It is always amazing how simple lean (TPS) sounds, yet it truly is quite difficult to do.  In many ways lean is deceiving in that people 'think' they are doing it, but in reality they aren't.  Your article captures this conundrum, "

“To his (Freddie’s) endless frustration, however, even as an automotive supplier CEO, his staff would embrace improvement techniques but simply not see the people involvement aspect. He had to constantly correct what they did to make them see. As soon as he left a company, the lean system would become a soulless bureaucratic machine aimed at productivity improvements by grinding people through standards, routines, workshops, etc. and lacking the bright spirit to caring and involving every employee, everywhere, everyday.”

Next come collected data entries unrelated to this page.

//! Sequential execution of one module's transform chain.

use std::sync::atomic::{AtomicBool, Ordering};

use thiserror::Error;

use super::{PluginError, TransformChain};
use crate::graph::{Module, ModuleId};
use crate::naming::ContentHash;

/// Per-module transform failure.
#[derive(Debug, Error)]
pub enum TransformError {
    #[error("transform `{transform}` failed on `{module}`")]
    Failed {
        module: ModuleId,
        transform: String,
        #[source]
        source: PluginError,
    },

    #[error("transform chain for `{module}` cancelled")]
    Cancelled { module: ModuleId },
}

impl TransformError {
    pub fn module(&self) -> &ModuleId {
        match self {
            Self::Failed { module, .. } | Self::Cancelled { module } => module,
        }
    }
}

/// Output of a completed chain, exclusively owned by the caller.
#[derive(Debug, Clone)]
pub struct ProcessedOutput {
    pub module_id: ModuleId,
    pub buffer: Vec<u8>,
    pub content_hash: ContentHash,
    /// Module kind allows data-URI inlining (the size check belongs to the router).
    pub inline_eligible: bool,
}

impl ProcessedOutput {
    #[inline]
    pub fn size(&self) -> usize {
        self.buffer.len()
    }
}

/// Runs transform chains, observing optional cancellation flags between steps.
#[derive(Debug, Clone, Copy, Default)]
pub struct TransformRunner<'a> {
    /// Long-lived flag owned by the caller (Ctrl+C).
    cancel: Option<&'a AtomicBool>,
    /// Flag scoped to one build, raised by a fatal failure.
    abort: Option<&'a AtomicBool>,
}

impl<'a> TransformRunner<'a> {
    #[cfg(test)]
    pub const fn new() -> Self {
        Self {
            cancel: None,
            abort: None,
        }
    }

    /// Abort chains (with [`TransformError::Cancelled`]) once `flag` is set.
    pub const fn with_cancel(flag: &'a AtomicBool) -> Self {
        Self {
            cancel: Some(flag),
            abort: None,
        }
    }

    /// Also abort once `flag` is set.
    pub const fn with_abort(self, flag: &'a AtomicBool) -> Self {
        Self {
            cancel: self.cancel,
            abort: Some(flag),
        }
    }

    fn cancelled(&self) -> bool {
        [self.cancel, self.abort]
            .into_iter()
            .flatten()
            .any(|flag| flag.load(Ordering::Relaxed))
    }

    /// Run `chain` over the module's raw content.
    ///
    /// The first transform receives the raw content, every later one the
    /// previous output. An empty chain passes the content through.
    pub fn run(&self, module: &Module, chain: &TransformChain) -> Result<ProcessedOutput, TransformError> {
        let mut buffer: Option<Vec<u8>> = None;

        for (name, transform) in chain.steps() {
            if self.cancelled() {
                return Err(TransformError::Cancelled {
                    module: module.id.clone(),
                });
            }
            let input = buffer.as_deref().unwrap_or(module.content.as_slice());
            let output = transform.apply(input).map_err(|source| TransformError::Failed {
                module: module.id.clone(),
                transform: name.clone(),
                source,
            })?;
            buffer = Some(output);
        }

        let buffer = buffer.unwrap_or_else(|| module.content.clone());
        Ok(ProcessedOutput {
            module_id: module.id.clone(),
            content_hash: ContentHash::of(&buffer),
            buffer,
            inline_eligible: module.kind.is_inlineable(),
        })
    }
}

#[cfg(test)]
mod tests {
    use super::*;
    use crate::transform::TransformRegistry;
    use std::sync::Mutex;
    use std::sync::Arc;

    fn registry() -> TransformRegistry {
        let mut registry = TransformRegistry::with_builtins();
        registry.register("append-a", |input: &[u8]| -> Result<Vec<u8>, PluginError> {
            let mut out = input.to_vec();
            out.push(b'a');
            Ok(out)
        });
        registry.register("append-b", |input: &[u8]| -> Result<Vec<u8>, PluginError> {
            let mut out = input.to_vec();
            out.push(b'b');
            Ok(out)
        });
        registry.register("fail", |_: &[u8]| -> Result<Vec<u8>, PluginError> {
            Err("syntax error".into())
        });
        registry
    }

    #[test]
    fn test_chain_runs_in_order() {
        let chain = registry()
            .resolve(&["append-a".into(), "append-b".into(), "append-a".into()])
            .unwrap();
        let module = Module::new("a.js", "x");
        let out = TransformRunner::new().run(&module, &chain).unwrap();
        assert_eq!(out.buffer, b"xaba");
        assert_eq!(out.content_hash, ContentHash::of(b"xaba"));
        assert!(!out.inline_eligible);
    }

    #[test]
    fn test_empty_chain_passes_through() {
        let module = Module::new("logo.png", vec![1, 2, 3]);
        let out = TransformRunner::new().run(&module, &TransformChain::empty()).unwrap();
        assert_eq!(out.buffer, vec![1, 2, 3]);
        assert!(out.inline_eligible);
    }

    #[test]
    fn test_failure_aborts_chain() {
        let calls = Arc::new(Mutex::new(0));
        let counter = Arc::clone(&calls);
        let mut registry = registry();
        registry.register("count", move |input: &[u8]| -> Result<Vec<u8>, PluginError> {
            *counter.lock().unwrap() += 1;
            Ok(input.to_vec())
        });
        let chain = registry
            .resolve(&["fail".into(), "count".into()])
            .unwrap();

        let module = Module::new("a.css", "a{}");
        let err = TransformRunner::new().run(&module, &chain).unwrap_err();
        match &err {
            TransformError::Failed { transform, .. } => assert_eq!(transform, "fail"),
            other => panic!("unexpected error: {other:?}"),
        }
        assert_eq!(err.module().as_str(), "a.css");
        assert_eq!(*calls.lock().unwrap(), 0);
    }

    #[test]
    fn test_cancelled_before_first_step() {
        let flag = AtomicBool::new(true);
        let chain = registry().resolve(&["append-a".into()]).unwrap();
        let err = TransformRunner::with_cancel(&flag)
            .run(&Module::new("a.js", ""), &chain)
            .unwrap_err();
        assert!(matches!(err, TransformError::Cancelled { .. }));
    }

    #[test]
    fn test_abort_flag_cancels_independently() {
        let cancel = AtomicBool::new(false);
        let abort = AtomicBool::new(true);
        let chain = registry().resolve(&["append-a".into()]).unwrap();
        let module = Module::new("a.js", "");

        let err = TransformRunner::with_cancel(&cancel)
            .with_abort(&abort)
            .run(&module, &chain)
            .unwrap_err();
        assert!(matches!(err, TransformError::Cancelled { .. }));
        assert!(!cancel.load(Ordering::Relaxed));
        assert!(TransformRunner::with_cancel(&cancel).run(&module, &chain).is_ok());
    }
}
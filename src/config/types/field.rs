//! Config field path used in diagnostics.

use owo_colors::OwoColorize;
use std::borrow::Cow;
use std::fmt;

/// Dotted path of a config field, e.g. `output.public_path` or
/// `module.rules[2].test`.
#[derive(Debug, Clone, PartialEq, Eq)]
pub struct FieldPath(Cow<'static, str>);

impl FieldPath {
    #[inline]
    pub const fn new(path: &'static str) -> Self {
        Self(Cow::Borrowed(path))
    }

    /// Field of the `index`-th element of an array section.
    pub fn indexed(section: &str, index: usize, field: &str) -> Self {
        Self(Cow::Owned(format!("{section}[{index}].{field}")))
    }

    /// Field under a keyed table (`entry.main`).
    pub fn keyed(section: &str, key: &str) -> Self {
        Self(Cow::Owned(format!("{section}.{key}")))
    }

    #[inline]
    pub fn as_str(&self) -> &str {
        &self.0
    }
}

impl fmt::Display for FieldPath {
    fn fmt(&self, f: &mut fmt::Formatter<'_>) -> fmt::Result {
        write!(f, "{}", format_args!("`{}`", self.0).bright_blue())
    }
}

impl From<String> for FieldPath {
    fn from(path: String) -> Self {
        Self(Cow::Owned(path))
    }
}

impl AsRef<str> for FieldPath {
    fn as_ref(&self) -> &str {
        &self.0
    }
}

#[cfg(test)]
mod tests {
    use super::*;

    #[test]
    fn test_paths() {
        assert_eq!(FieldPath::new("output.dir").as_str(), "output.dir");
        assert_eq!(FieldPath::indexed("module.rules", 2, "test").as_str(), "module.rules[2].test");
        assert_eq!(FieldPath::keyed("entry", "main").as_str(), "entry.main");
    }
}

I also like how you point out a recent conversation with a CEO largely follows the outline Dan Jones and Jim Womack wrote about 30 years ago.  This is part of the deception issue.  As at a root level, very little of lean is new.  People in the west have talked about the Golden Rule for more than 100 years, “Do unto others as you would have them do to you.”  It is important to improve, etc.  I would guess most (if not all) leaders know these things to be true statements.  But what they fail to appreciate is the depth and the discipline required to do this well, to do this at a world-class level of performance.  This ‘deception’ issue has been the focus of much of our writing in the “…Improvement Trap” and in “…Gemba Walks.”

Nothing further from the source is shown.